**WORK ORDER**
The response must contain every line below in which "offset" appears.

[[ DATA FOR THIS EXERCISE open ]]

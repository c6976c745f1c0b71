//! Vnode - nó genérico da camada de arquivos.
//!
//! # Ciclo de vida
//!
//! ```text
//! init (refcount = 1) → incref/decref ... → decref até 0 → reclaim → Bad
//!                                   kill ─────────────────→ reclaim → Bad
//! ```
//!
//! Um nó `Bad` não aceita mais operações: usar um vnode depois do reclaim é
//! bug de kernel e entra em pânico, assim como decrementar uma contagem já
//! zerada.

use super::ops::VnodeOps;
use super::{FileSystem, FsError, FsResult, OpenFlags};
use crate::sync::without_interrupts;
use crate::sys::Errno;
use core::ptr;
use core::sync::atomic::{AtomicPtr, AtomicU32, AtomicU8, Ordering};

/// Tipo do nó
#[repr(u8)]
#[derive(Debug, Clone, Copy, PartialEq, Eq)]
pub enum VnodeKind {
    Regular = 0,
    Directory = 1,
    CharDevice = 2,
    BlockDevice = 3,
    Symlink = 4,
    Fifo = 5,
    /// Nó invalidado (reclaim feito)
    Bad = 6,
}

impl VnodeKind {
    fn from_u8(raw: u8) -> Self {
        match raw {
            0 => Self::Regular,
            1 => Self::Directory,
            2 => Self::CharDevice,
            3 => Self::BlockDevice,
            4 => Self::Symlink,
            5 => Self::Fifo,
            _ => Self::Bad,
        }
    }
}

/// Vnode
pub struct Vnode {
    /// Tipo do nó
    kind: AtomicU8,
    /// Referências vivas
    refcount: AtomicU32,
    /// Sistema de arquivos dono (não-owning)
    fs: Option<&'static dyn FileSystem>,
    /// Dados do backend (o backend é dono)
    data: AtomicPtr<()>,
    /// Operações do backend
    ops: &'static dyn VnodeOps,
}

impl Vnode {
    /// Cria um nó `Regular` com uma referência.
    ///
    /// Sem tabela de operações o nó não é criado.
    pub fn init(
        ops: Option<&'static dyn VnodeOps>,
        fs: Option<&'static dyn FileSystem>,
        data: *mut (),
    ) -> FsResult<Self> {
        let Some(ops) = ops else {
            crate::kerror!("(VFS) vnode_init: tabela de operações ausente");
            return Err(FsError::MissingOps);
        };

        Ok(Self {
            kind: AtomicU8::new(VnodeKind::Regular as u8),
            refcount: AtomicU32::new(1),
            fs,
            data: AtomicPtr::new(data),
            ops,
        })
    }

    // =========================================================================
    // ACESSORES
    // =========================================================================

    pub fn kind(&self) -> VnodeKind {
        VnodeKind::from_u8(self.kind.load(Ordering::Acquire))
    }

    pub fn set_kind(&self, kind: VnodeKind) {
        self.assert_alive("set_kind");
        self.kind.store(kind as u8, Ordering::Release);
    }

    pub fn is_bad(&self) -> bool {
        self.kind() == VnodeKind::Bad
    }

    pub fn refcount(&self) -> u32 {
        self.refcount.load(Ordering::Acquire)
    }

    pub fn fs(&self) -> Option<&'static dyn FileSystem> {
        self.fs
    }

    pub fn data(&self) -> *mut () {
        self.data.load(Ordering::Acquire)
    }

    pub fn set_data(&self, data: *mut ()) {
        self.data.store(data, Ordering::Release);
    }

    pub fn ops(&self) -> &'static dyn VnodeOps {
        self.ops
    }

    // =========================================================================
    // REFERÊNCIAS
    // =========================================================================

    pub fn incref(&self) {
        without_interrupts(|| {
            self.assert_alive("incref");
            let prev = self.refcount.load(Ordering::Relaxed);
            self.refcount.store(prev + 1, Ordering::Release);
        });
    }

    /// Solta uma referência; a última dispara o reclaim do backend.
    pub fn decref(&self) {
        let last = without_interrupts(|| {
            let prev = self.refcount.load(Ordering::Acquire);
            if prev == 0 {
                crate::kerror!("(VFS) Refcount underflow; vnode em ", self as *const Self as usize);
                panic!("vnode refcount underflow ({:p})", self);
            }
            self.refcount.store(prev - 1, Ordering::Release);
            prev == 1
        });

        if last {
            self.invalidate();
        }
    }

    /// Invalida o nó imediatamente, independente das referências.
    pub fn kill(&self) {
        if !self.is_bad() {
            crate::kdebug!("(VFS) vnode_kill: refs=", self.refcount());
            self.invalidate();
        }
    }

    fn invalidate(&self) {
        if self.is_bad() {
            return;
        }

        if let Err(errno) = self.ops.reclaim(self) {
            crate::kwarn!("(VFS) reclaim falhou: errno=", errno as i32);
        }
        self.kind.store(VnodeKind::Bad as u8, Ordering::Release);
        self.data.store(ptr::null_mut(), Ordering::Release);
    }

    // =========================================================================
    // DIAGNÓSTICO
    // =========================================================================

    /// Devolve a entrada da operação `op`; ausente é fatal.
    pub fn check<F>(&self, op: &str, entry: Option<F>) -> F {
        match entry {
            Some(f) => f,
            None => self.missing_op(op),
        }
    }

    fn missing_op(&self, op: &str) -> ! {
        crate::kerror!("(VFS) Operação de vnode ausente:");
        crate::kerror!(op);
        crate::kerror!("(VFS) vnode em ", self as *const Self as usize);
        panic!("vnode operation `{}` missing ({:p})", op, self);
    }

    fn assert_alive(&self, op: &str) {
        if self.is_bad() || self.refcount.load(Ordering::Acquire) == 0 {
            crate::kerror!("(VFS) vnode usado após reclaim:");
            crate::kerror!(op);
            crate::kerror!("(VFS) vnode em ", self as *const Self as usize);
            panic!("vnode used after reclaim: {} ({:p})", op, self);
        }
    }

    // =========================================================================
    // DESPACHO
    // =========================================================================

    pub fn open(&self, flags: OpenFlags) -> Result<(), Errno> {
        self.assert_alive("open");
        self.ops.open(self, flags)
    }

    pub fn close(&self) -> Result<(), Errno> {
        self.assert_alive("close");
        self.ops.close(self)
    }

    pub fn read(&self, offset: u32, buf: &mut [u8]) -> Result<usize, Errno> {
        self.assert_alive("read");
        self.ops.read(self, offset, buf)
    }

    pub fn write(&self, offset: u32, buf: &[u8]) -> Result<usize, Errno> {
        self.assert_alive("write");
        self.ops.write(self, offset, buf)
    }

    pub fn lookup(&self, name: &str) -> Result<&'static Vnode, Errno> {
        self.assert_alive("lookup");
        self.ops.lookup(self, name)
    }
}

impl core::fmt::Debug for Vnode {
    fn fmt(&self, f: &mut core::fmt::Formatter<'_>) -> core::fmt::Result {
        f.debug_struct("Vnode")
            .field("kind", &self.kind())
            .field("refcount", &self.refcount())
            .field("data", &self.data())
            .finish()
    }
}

[[ DATA FOR THIS EXERCISE closed ]]

**OUTPUT BELOW**
    pub fn read(&self, offset: u32, buf: &mut [u8]) -> Result<usize, Errno> {
        self.ops.read(self, offset, buf)
    pub fn write(&self, offset: u32, buf: &[u8]) -> Result<usize, Errno> {
        self.ops.write(self, offset, buf)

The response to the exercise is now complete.